Wednesday, 19 April 2017

What's on the criminal justice cards from a new May government?

More shocking revelations on prisons, this time from the Council of Europe’s Committee for the Prevention of Torture who visited a range of detention facilities last year-Pentonville and Doncaster prisons and Cookham Wood YOI (as well as police stations, immigration detention centres and closed psychiatric hospitals).  The report catalogues the depressing if familiar reality of prison conditions, finding none of the three establishments safe for prisoners or staff. The CPT found that locking children alone in their cell for all but half an hour a day amounts to inhuman and degrading treatment. And they were concerned that incidents of violence was under recorded, particularly at SERCO run Doncaster.

It’s possible that the report will be the last of its kind. If Mrs May fulfils her wish to withdraw from the European Convention on Human Rights, a new Conservative government will find itself with a BREXIT 2 to negotiate. The Council of Europe may be the smallest of beer compared to the EU but it’s the continent’s leading human rights organisation. We may find ourselves sharing observer status with Belarus. But at least we won’t have to worry about letting prisoners vote.

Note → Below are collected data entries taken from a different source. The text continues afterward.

//! Story Service - structured scene mode
//!
//! Each turn the model answers with a JSON scene (description, speaker,
//! dialog, choices). The service keeps the session's event log in step with
//! those answers, regenerates scenes that repeat earlier text and replaces
//! technical answers with a canned one while flagging the session.

use std::sync::Arc;

use crate::application::ports::outbound::{GenerateRequest, LlmError, TextGenPort};
use crate::application::services::llm::parse_json_object;
use crate::application::services::llm::prompt_builder::{
    build_next_scene_prompt, build_story_start_prompt,
};
use crate::domain::entities::{StoryEventKind, StorySession};
use crate::domain::value_objects::{SceneResponse, Tunables};

#[derive(Debug, thiserror::Error)]
pub enum StoryError {
    #[error("Text generation failed: {0}")]
    Llm(#[from] LlmError),
    #[error("Model answer is not a scene")]
    Unparseable,
    #[error("Model answer is a technical message")]
    Technical,
}

pub struct StoryService {
    llm: Arc<dyn TextGenPort>,
    tunables: Arc<Tunables>,
}

impl StoryService {
    pub fn new(llm: Arc<dyn TextGenPort>, tunables: Arc<Tunables>) -> Self {
        Self { llm, tunables }
    }

    /// Reset the session and generate the opening scene
    pub async fn start_new_story(&self, session: &mut StorySession) -> SceneResponse {
        session.reset();
        let prompt = build_story_start_prompt(&self.tunables.story.language);

        let scene = match self.request_scene(prompt).await {
            Ok(scene) => scene,
            Err(e) => {
                tracing::warn!("Failed to start story for session {}: {}", session.id(), e);
                session.mark_error();
                return SceneResponse::technical_fallback();
            }
        };

        // Seed the used phrases so the next scene cannot echo the opening
        session.is_repetitive(&scene.scene_description);

        if !scene.scene_description.is_empty() {
            session.add_to_context(StoryEventKind::Scene, &scene.scene_description);
        }
        if !scene.character_name.is_empty() {
            session.add_to_context(StoryEventKind::Character, &scene.character_name);
        }
        if !scene.character_description.is_empty() {
            session.add_to_context(
                StoryEventKind::CharacterDescription,
                &scene.character_description,
            );
        }
        if !scene.initial_situation.is_empty() {
            session.add_to_context(StoryEventKind::InitialSituation, &scene.initial_situation);
        }

        if !scene.character_name.is_empty() {
            let description = non_empty(&scene.character_description);
            session
                .context_mut()
                .add_character(&scene.character_name, None, None, description);
        }

        tracing::info!("Started new story for session {}", session.id());
        scene
    }

    /// Generate the scene that follows `choice`
    pub async fn generate_next_scene(
        &self,
        session: &mut StorySession,
        choice: Option<&str>,
    ) -> SceneResponse {
        if let Some(choice) = choice {
            session.record_choice(choice);
        }

        let recent = session.format_recent_events(self.tunables.context.max_context_length);
        let prompt = build_next_scene_prompt(
            &self.tunables.story.language,
            &recent,
            session.context().current_state(),
        );

        let max_regenerations = self.tunables.context.max_retries_generation;
        let mut regenerations = 0;

        let scene = loop {
            let scene = match self.request_scene(prompt.clone()).await {
                Ok(scene) => scene,
                Err(e) => {
                    tracing::warn!("Scene generation failed for session {}: {}", session.id(), e);
                    session.mark_error();
                    return SceneResponse::technical_fallback();
                }
            };
            session.clear_error();

            let text = format!("{}. {}", scene.scene_description, scene.dialog);
            if !session.is_repetitive(&text) {
                break scene;
            }
            if regenerations >= max_regenerations {
                tracing::warn!(
                    "Scene still repetitive after {} regenerations, accepting it",
                    regenerations
                );
                break scene;
            }
            regenerations += 1;
            tracing::debug!("Repetitive scene, regenerating ({}/{})", regenerations, max_regenerations);
        };

        session.add_to_context(StoryEventKind::Scene, &scene.scene_description);
        if !scene.dialog.is_empty() {
            session.add_to_context(
                StoryEventKind::Dialog,
                &format!("{}: {}", scene.character_name, scene.dialog),
            );
        }

        let history = &self.tunables.history;
        session.trim_history(history.max_history_size, history.trim_size);

        scene
    }

    async fn request_scene(&self, prompt: String) -> Result<SceneResponse, StoryError> {
        let request = GenerateRequest::new(prompt, self.tunables.generation.clone());
        let response = self.llm.generate(request).await?;

        let scene: SceneResponse =
            parse_json_object(&response.text).ok_or(StoryError::Unparseable)?;
        if scene.is_technical() {
            return Err(StoryError::Technical);
        }
        Ok(scene)
    }
}

fn non_empty(text: &str) -> Option<String> {
    (!text.trim().is_empty()).then(|| text.to_string())
}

What else might we see from a new Conservative government on the justice and prison front? There’s quite a bit from the 2015 manifesto that hasn’t been achieved. The promise of new technology is as yet undelivered, whether to monitor offenders in the community, to bring persistent offenders to justice more quickly or allow women with small children to serve sentences in the community. Perhaps thankfully there is no sign of the new semi-custodial sentence for prolific criminals, allowing for a short, sharp spell in custody to change behaviour; nor of extensions to the scope of the unduly lenient sentence scheme. Will we see these commitments reappear in this year’s manifesto or will they be quietly shelved? What will happen to plans for increasing penalties for driving offences which result in fatalities?

At least one commentator thinks that the 2015 manifesto is the enemy Mrs May wishes to slay. If he is right, there is no guarantee that the prison reform measures contained in the Prison and Courts Bill will necessarily reappear. For those with long memories, the post 1992 Major Government rapidly undid the liberal justice reforms it inherited. The counterpoint of recent headlines about prisons no longer being places for punishment and violent crime surges could easily prompt  a harder approach on criminal justice in the new manifesto. Despite the flowing oratory of Michael Gove and process re-engineering of Liz Truss, the ghost of Michael Howard has never been far from the feast. While Mrs May is difficult to pigeonhole, I've always doubted whether  her appetite for rehabilitation and redemption will have been sharpened by six years in the Home office- famously described by Peter Hennessy as the graveyard of liberal thinking since the days of Lord Sidmouth. 


The CPT emphasised that unless determined action is taken to significantly reduce the current prison population, the regime improvements envisaged by the authorities’ reform agenda will remain unattainable. I wouldn’t put money on that. The best we can hope for is perhaps a steady state. Although if I were a betting man, I’d put a flutter on the dismantling of the Ministry of Justice.  It’s quite conceivable that prisons and probation will return to the Home Office. The Tories have always thought of the MoJ as a European construct ill- suited to our traditions. Prepare to welcome back the Lord Chancellor’s Department.